I’ve been hurt. But I must admit when I met you I was captivated by both your beauty and your mind. Even so I was afraid to give my heart to someone again and you told me you understood my trepidation. But you also said I shouldn’t give up on love and that you would be there for me when I was ready to try again. It was scary but I knew deep down that you were one I couldn’t let get away so I took a chance and gave you my heart and every day since then you’ve shown me that I made the right decision
I love the way we talk
I love the way we listen to each other
I love that we never judge one another
I love that when we disagree we still respect each other
I love how for no reason at all we’ll complement each other
I love how when one of us is down the other one carries the load no questions asked
I love how committed we are to each other
I love how we work together to get through our rough patches
Most importantly I love you. I’ve given you the keys to my heart and I’m lucky I didn’t give up on love or else we would never have been, and my heart would never have known what true love really was.

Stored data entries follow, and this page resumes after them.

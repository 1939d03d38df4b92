//! OBS Chronicle - Binary Entry Point
//!
//! Reads raw OBS events as JSON lines from stdin and ingests them until EOF
//! or Ctrl+C, then prints the JSON export of the log to stdout.

use std::sync::Arc;

use tokio::io::{AsyncBufReadExt, BufReader};
use tokio::sync::Notify;
use tokio_stream::wrappers::LinesStream;
use tokio_stream::StreamExt;
use tracing::{info, warn};

use obs_chronicle::config::EventSourcingConfig;
use obs_chronicle::event_store::ExportFormat;
use obs_chronicle::logging;
use obs_chronicle::system::EventSourcingSystem;

#[tokio::main]
async fn main() -> Result<(), Box<dyn std::error::Error>> {
    let config = EventSourcingConfig::from_env();
    logging::init(&config.log)?;

    let system = EventSourcingSystem::open(config)?;
    system.start();

    let interrupted = Arc::new(Notify::new());
    {
        let interrupted = Arc::clone(&interrupted);
        ctrlc::set_handler(move || interrupted.notify_one())?;
    }

    let mut lines = LinesStream::new(BufReader::new(tokio::io::stdin()).lines());
    let mut ingested = 0usize;
    let mut skipped = 0usize;

    loop {
        let line = tokio::select! {
            _ = interrupted.notified() => {
                info!("interrupted, shutting down");
                break;
            }
            line = lines.next() => line,
        };

        let line = match line {
            Some(Ok(line)) => line,
            Some(Err(e)) => {
                warn!(error = %e, "failed to read stdin");
                break;
            }
            None => break,
        };
        if line.trim().is_empty() {
            continue;
        }

        match serde_json::from_str(&line) {
            Ok(value) => match system.ingest_raw(&value) {
                Ok(()) => ingested += 1,
                Err(_) => skipped += 1,
            },
            Err(e) => {
                warn!(error = %e, "skipping malformed line");
                skipped += 1;
            }
        }
    }

    system.stop().await;

    let stats = system.statistics()?;
    info!(
        ingested,
        skipped,
        total_events = stats.total_events,
        aggregates = stats.aggregates,
        "session complete"
    );

    println!("{}", system.export_events(ExportFormat::Json, None, None)?);
    Ok(())
}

We’ve hit a few bumps in the road lately haven’t we? People are talking, you don’t have to pretend I know you’ve heard it, because I’ve heard it to. It seems people are relishing our troubles.
I knew it.
It was only a matter of time.
They were never meant to be together.
That’s just some of the things they’re saying.
They say that there are others out there who would be better for us. But I know, and I suspect you do as well that no one could ever have as big a place in their heart as we do for each other.
They tell us to focus on the rocky times and ask ourselves is it all worth it. But I see in your eyes, they betray you, and I suspect you see it mine as well the love that still burns in our hearts for each other.
They tell us these things I believe, and I suspect you do as well because deep down they are jealous of what we have.
A passion for each other that is truly uncontrollable.
A love for each other that is truly special
A mental connection so powerful that words are not required to express our feelings for one another
We were meant to be together
We are stronger as us than as you and me
So, let them talk, because I know, and I suspect you do as well that together there is nothing we can’t overcome.